## [DATA FOR THIS TASK]

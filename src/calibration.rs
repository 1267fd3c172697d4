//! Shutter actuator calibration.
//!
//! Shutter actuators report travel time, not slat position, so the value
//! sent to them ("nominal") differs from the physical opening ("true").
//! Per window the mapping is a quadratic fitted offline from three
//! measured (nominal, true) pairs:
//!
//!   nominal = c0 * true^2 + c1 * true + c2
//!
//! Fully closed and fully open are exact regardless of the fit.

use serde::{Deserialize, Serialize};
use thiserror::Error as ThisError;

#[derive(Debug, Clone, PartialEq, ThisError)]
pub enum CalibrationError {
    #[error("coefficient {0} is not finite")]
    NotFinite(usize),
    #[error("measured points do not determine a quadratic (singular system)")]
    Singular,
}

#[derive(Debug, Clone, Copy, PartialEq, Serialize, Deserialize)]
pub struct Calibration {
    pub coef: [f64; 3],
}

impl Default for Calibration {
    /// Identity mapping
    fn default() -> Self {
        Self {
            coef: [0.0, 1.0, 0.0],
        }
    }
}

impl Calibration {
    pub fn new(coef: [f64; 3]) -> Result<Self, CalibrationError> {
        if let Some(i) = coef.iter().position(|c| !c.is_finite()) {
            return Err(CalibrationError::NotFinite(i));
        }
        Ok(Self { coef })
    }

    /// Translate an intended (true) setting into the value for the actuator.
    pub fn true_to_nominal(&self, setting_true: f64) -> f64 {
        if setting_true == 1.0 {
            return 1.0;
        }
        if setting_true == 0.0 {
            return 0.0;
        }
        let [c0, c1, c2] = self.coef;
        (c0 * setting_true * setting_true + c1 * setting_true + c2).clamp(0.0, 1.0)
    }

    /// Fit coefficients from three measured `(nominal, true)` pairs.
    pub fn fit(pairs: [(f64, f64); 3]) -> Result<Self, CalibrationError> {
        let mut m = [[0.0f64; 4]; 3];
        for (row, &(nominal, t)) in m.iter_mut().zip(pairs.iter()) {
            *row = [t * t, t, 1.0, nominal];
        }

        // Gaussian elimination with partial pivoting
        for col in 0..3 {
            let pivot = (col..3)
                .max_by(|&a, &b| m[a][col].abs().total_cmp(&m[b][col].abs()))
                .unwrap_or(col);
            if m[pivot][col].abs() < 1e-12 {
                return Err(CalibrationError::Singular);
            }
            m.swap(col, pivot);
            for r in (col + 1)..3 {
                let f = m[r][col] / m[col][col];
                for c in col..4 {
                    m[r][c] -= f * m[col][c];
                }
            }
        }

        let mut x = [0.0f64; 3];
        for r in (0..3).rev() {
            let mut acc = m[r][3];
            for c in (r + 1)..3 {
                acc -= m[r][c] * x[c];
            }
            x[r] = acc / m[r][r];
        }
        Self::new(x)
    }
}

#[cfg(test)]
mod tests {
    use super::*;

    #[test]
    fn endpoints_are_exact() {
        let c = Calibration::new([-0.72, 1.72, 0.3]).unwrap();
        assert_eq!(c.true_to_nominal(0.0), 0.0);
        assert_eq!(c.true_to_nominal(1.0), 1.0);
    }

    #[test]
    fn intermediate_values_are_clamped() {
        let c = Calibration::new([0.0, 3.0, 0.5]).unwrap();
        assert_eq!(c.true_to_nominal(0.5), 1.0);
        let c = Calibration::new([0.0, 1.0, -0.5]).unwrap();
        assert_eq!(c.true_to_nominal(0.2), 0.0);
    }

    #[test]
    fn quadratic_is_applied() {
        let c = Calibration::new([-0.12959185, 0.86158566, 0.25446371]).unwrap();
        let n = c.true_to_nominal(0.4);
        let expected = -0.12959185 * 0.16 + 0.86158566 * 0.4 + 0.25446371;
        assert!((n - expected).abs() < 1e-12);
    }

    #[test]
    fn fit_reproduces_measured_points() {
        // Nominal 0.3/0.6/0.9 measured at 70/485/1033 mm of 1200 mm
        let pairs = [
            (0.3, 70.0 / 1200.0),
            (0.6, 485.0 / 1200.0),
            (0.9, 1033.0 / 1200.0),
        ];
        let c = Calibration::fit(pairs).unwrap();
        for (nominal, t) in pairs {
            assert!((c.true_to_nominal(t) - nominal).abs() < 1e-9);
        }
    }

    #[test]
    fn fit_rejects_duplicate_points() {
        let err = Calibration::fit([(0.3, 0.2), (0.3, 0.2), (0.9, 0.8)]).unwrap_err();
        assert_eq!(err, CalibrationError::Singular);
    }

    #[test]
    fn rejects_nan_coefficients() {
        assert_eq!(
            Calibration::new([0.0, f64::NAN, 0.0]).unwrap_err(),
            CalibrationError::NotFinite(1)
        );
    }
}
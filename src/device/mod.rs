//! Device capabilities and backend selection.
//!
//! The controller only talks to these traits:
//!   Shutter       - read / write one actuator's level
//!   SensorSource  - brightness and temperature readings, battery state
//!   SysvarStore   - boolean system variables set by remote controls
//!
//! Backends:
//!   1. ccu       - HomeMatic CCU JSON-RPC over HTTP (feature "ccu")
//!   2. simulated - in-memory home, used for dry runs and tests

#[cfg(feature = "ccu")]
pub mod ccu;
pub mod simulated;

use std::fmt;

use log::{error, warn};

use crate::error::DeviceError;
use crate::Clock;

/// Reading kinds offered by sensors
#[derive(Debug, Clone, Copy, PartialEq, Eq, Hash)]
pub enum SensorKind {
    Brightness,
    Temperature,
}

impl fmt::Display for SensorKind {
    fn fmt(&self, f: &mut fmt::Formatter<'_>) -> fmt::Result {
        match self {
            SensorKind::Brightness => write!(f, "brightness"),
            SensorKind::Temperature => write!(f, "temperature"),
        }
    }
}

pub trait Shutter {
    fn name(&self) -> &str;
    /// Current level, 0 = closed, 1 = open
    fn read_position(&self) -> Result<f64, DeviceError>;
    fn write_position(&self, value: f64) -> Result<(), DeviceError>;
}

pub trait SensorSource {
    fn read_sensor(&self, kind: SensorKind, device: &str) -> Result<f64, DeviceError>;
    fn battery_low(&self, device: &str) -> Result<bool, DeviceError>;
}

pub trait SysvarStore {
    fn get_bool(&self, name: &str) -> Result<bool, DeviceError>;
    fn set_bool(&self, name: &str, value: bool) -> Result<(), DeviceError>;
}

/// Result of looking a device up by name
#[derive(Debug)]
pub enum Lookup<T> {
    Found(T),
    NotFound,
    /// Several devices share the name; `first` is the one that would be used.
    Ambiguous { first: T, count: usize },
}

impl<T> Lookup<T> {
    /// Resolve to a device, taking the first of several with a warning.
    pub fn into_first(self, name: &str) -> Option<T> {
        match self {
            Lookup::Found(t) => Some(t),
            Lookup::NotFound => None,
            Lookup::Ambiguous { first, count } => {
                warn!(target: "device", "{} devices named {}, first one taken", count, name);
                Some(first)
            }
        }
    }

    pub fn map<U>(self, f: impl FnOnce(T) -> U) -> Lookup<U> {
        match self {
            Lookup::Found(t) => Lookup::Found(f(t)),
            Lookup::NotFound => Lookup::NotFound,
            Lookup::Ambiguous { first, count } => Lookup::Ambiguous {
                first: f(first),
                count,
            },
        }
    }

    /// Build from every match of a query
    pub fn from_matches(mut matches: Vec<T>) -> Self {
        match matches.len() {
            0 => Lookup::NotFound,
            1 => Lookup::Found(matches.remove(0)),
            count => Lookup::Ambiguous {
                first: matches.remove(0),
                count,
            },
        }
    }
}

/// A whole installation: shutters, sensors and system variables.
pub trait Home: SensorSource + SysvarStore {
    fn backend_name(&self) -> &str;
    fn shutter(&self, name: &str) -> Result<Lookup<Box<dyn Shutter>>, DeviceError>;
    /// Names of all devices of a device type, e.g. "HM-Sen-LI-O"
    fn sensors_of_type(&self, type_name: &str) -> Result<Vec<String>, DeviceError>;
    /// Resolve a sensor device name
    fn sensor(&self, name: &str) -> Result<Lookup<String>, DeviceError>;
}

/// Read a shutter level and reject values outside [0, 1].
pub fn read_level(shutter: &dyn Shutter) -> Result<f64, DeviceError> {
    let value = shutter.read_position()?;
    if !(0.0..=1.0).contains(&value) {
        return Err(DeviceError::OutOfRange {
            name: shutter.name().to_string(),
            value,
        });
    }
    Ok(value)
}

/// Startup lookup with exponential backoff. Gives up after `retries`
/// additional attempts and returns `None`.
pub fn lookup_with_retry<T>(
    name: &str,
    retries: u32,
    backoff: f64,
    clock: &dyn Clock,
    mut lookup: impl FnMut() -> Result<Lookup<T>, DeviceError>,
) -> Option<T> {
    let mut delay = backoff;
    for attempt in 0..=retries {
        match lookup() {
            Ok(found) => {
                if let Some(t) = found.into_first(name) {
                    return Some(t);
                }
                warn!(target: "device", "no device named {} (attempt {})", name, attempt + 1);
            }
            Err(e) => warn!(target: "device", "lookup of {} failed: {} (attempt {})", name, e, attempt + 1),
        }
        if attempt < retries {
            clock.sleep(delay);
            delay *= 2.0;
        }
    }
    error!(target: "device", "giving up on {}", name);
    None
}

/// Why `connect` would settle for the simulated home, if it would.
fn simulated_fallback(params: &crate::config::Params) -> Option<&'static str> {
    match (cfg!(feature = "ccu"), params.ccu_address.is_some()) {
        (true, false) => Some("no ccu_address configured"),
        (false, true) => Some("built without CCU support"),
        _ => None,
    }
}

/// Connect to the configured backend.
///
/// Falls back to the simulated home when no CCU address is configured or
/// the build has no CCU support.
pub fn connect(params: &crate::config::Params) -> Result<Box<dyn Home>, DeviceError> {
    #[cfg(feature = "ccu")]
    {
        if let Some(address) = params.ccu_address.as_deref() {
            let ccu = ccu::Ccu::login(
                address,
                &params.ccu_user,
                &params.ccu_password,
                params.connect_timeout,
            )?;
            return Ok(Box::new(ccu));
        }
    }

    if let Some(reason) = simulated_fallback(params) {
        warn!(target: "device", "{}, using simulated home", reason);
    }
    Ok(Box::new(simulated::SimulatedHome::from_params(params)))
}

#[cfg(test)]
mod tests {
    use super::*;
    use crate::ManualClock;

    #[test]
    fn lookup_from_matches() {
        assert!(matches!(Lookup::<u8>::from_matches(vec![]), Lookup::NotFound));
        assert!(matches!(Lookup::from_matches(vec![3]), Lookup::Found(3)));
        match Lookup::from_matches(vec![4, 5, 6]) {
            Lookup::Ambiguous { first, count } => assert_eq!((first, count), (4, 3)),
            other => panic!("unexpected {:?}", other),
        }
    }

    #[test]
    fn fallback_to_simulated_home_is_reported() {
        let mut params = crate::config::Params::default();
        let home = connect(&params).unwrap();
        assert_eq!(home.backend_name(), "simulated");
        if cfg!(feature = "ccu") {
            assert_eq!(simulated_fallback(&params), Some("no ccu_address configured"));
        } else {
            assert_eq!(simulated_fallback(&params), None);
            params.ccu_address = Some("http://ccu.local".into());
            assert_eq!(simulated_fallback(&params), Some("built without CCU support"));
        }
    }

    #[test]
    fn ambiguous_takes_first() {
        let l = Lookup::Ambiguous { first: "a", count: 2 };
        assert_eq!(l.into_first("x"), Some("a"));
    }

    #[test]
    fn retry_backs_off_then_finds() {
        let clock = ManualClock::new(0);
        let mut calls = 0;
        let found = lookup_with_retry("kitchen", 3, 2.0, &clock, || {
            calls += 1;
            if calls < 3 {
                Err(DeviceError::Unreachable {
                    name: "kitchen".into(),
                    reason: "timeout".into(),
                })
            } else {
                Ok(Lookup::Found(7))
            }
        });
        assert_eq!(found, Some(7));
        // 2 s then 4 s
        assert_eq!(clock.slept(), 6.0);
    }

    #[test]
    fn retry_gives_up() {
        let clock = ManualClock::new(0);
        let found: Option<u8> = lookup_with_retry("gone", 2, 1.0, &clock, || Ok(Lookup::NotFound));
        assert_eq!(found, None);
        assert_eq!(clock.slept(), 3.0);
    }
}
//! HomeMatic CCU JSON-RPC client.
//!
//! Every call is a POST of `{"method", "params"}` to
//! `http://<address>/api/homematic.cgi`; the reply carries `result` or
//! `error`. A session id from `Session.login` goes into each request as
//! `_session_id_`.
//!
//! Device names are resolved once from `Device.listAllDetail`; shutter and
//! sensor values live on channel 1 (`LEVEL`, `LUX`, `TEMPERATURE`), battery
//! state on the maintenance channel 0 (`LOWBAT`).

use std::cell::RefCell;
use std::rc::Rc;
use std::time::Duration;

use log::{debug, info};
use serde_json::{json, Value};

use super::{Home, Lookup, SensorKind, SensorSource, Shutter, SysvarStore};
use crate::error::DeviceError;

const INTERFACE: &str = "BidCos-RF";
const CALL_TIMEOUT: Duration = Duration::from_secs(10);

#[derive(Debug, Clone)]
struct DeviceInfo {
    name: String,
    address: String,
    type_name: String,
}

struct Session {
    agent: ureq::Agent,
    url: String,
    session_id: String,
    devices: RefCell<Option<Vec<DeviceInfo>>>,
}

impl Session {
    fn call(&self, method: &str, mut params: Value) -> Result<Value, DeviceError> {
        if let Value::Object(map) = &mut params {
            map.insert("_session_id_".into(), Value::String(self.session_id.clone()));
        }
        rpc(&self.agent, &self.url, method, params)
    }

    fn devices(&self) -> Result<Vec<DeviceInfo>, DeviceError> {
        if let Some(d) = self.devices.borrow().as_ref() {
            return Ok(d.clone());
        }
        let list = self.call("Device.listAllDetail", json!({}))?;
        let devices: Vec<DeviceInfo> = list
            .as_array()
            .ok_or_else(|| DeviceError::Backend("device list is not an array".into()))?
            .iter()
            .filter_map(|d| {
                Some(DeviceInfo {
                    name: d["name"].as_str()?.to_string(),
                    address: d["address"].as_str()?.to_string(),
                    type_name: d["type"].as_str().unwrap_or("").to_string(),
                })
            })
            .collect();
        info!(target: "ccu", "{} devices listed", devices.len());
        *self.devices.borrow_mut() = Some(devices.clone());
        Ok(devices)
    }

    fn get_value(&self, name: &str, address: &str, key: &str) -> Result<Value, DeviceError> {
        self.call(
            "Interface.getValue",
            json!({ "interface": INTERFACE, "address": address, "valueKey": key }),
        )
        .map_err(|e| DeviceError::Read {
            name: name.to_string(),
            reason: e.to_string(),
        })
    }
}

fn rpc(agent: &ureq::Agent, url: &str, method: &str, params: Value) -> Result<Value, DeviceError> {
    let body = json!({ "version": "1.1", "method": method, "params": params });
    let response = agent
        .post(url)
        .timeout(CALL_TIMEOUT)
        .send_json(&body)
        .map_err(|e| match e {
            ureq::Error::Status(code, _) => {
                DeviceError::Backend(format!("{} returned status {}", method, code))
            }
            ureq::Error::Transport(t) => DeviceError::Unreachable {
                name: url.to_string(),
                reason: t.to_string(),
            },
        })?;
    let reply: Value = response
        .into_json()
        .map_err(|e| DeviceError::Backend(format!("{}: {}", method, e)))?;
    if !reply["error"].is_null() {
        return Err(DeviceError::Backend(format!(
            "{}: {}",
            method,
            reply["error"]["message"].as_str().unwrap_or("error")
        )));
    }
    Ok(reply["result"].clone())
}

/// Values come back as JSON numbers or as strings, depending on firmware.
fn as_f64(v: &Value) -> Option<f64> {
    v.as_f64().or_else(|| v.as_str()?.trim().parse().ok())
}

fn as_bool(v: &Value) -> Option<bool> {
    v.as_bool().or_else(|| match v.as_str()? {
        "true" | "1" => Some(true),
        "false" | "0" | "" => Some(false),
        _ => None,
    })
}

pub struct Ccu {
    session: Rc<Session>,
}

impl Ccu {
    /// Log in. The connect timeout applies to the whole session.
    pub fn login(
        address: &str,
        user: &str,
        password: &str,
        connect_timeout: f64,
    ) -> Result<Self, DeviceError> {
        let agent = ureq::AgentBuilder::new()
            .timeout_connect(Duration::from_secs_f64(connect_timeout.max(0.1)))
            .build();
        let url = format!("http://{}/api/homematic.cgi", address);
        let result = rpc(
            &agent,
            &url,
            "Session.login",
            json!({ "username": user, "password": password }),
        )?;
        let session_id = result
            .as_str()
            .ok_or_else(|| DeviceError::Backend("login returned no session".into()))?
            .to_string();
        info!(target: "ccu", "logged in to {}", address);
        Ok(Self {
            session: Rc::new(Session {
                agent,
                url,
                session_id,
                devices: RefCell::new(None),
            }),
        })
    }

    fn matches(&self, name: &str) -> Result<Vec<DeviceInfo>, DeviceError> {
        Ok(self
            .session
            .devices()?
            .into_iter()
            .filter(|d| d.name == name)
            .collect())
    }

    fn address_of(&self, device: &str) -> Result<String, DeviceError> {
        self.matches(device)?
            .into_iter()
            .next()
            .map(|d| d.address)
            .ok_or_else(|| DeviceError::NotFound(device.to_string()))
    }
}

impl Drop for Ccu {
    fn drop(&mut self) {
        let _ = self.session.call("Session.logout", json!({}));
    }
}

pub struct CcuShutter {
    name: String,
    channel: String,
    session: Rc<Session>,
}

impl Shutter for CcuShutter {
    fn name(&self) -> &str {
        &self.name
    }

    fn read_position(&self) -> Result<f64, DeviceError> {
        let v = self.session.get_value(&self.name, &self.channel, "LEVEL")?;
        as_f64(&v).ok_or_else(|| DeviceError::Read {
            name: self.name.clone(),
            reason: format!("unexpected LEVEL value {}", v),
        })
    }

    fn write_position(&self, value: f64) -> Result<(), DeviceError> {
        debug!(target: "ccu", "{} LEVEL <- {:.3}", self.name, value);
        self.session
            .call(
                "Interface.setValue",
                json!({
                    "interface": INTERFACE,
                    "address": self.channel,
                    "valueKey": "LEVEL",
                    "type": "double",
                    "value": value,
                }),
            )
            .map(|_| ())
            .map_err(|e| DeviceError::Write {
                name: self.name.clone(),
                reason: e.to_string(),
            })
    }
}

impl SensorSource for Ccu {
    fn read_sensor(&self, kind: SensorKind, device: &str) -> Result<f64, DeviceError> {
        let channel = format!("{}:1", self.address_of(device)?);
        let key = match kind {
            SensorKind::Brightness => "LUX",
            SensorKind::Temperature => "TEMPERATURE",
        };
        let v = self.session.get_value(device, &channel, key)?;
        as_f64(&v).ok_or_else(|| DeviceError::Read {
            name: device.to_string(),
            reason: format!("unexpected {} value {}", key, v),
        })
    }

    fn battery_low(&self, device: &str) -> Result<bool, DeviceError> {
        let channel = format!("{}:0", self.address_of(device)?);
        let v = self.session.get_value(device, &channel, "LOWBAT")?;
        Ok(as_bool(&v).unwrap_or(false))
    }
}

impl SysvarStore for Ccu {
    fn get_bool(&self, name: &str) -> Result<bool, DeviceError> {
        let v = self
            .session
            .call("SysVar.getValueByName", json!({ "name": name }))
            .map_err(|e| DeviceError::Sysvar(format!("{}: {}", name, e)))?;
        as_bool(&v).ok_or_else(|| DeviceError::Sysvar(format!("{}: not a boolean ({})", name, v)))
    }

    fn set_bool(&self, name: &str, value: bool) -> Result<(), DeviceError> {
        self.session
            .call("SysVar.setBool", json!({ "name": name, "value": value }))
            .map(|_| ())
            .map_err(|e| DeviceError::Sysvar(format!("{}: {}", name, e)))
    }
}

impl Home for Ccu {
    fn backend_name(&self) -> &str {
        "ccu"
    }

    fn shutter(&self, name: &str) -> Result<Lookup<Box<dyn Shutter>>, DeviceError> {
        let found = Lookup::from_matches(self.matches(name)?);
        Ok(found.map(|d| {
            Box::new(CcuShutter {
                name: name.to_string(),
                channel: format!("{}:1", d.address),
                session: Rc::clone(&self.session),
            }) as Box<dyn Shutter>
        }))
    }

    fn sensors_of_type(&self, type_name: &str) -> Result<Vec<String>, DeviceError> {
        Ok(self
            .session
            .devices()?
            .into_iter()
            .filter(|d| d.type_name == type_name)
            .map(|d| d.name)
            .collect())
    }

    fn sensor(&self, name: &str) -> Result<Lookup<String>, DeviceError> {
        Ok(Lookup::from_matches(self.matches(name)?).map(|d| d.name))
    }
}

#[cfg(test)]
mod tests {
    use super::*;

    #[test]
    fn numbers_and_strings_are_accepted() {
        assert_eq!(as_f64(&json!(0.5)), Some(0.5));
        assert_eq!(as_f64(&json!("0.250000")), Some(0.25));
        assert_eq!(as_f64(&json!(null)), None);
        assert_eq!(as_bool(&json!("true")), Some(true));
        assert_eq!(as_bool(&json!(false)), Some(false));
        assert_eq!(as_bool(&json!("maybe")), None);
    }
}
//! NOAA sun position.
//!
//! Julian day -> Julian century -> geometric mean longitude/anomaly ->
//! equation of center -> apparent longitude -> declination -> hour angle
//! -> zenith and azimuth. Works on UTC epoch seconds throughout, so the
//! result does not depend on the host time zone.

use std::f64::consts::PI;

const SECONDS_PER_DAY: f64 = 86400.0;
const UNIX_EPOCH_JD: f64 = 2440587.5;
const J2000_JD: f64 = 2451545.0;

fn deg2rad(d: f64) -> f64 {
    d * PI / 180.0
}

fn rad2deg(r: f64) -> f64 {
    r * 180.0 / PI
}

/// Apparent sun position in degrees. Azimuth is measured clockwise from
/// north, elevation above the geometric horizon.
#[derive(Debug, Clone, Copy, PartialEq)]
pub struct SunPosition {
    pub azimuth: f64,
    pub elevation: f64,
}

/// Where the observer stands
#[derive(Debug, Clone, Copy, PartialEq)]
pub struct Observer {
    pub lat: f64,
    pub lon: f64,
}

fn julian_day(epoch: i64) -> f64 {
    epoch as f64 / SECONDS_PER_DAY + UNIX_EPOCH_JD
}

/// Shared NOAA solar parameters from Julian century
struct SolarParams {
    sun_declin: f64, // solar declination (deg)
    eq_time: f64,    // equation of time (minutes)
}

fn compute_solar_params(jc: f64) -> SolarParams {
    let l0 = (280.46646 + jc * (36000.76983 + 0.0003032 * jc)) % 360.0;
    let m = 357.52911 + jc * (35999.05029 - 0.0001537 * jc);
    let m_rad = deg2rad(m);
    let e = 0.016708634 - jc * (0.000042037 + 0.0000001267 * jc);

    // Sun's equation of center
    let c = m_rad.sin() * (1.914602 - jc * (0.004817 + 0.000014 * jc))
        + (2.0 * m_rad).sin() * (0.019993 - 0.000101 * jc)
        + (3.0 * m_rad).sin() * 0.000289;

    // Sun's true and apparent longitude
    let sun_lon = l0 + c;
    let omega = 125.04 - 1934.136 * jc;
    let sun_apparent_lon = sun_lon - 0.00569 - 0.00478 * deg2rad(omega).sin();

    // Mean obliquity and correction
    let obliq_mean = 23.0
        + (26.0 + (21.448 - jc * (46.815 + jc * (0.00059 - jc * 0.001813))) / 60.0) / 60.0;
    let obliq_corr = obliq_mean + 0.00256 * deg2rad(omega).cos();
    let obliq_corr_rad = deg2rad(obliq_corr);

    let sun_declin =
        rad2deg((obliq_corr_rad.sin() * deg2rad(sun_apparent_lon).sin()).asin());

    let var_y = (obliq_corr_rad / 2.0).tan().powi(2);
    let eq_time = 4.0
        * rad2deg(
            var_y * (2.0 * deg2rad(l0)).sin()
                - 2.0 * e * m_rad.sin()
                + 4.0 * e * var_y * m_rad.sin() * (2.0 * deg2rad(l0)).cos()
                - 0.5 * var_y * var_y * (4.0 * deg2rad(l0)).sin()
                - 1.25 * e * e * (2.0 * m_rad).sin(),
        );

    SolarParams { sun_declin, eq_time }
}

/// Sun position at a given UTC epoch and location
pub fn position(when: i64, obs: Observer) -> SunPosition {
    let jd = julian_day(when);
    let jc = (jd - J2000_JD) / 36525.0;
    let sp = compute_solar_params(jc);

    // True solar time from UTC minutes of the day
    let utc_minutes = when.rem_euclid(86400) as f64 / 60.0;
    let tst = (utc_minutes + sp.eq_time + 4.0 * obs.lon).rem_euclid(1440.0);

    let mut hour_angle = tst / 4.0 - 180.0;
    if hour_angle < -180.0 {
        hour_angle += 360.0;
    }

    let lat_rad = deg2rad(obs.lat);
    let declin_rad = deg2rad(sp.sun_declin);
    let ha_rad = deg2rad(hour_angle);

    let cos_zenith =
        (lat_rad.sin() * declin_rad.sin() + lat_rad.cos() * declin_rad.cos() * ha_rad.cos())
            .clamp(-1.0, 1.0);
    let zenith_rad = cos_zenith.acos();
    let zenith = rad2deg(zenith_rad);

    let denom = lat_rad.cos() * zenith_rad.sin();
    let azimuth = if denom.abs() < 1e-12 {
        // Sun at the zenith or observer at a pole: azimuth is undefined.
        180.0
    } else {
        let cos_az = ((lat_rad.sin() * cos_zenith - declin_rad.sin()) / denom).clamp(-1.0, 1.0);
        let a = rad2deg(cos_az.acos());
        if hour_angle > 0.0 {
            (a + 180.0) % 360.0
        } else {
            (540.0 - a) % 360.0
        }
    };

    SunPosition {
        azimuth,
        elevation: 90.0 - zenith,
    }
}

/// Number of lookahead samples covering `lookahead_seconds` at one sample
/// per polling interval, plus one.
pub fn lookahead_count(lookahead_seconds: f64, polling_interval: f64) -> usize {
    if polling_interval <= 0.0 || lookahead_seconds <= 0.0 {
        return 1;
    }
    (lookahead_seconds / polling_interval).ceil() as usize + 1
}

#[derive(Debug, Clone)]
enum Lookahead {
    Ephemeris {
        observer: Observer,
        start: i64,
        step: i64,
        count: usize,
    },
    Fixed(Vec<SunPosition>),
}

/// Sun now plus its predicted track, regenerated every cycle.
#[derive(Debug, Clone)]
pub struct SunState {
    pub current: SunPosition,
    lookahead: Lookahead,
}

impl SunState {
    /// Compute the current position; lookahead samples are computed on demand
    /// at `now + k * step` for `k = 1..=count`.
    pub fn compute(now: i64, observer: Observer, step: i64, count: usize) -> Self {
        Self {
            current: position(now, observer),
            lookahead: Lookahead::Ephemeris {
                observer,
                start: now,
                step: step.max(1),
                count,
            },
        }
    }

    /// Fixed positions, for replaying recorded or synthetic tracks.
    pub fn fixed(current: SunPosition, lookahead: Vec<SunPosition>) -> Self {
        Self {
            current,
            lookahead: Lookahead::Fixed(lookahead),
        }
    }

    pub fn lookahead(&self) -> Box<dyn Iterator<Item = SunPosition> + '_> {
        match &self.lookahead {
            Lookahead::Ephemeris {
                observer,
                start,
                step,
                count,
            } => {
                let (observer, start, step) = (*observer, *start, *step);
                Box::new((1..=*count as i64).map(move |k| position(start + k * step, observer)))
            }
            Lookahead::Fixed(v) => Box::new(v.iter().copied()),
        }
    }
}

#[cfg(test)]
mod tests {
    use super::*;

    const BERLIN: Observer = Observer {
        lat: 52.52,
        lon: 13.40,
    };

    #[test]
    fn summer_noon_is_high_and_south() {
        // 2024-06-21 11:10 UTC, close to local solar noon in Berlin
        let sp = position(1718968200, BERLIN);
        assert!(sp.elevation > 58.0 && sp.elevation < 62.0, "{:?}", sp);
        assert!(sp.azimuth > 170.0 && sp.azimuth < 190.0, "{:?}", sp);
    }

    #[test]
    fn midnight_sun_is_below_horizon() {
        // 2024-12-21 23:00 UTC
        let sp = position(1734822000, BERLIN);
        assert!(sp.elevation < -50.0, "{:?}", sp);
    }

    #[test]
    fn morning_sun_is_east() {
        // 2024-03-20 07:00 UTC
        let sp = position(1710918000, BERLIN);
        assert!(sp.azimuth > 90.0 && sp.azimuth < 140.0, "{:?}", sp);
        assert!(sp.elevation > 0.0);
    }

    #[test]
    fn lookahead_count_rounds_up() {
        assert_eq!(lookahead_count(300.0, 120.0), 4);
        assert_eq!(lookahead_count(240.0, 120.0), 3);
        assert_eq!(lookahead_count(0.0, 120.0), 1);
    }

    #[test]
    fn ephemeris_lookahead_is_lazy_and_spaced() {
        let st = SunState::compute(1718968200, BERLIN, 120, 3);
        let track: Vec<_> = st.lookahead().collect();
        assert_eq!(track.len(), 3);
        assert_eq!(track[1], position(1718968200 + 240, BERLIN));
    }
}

## [PROBLEM DESCRIPTION]
Copy out the listing above, line by line and exactly, from its first line to the line holding "sent to them", inclusive.

## [ANSWER SECTION]
filename src/calibration.rs
repository 1267fd3c172697d4
//! Shutter actuator calibration.
//!
//! Shutter actuators report travel time, not slat position, so the value
//! sent to them ("nominal") differs from the physical opening ("true").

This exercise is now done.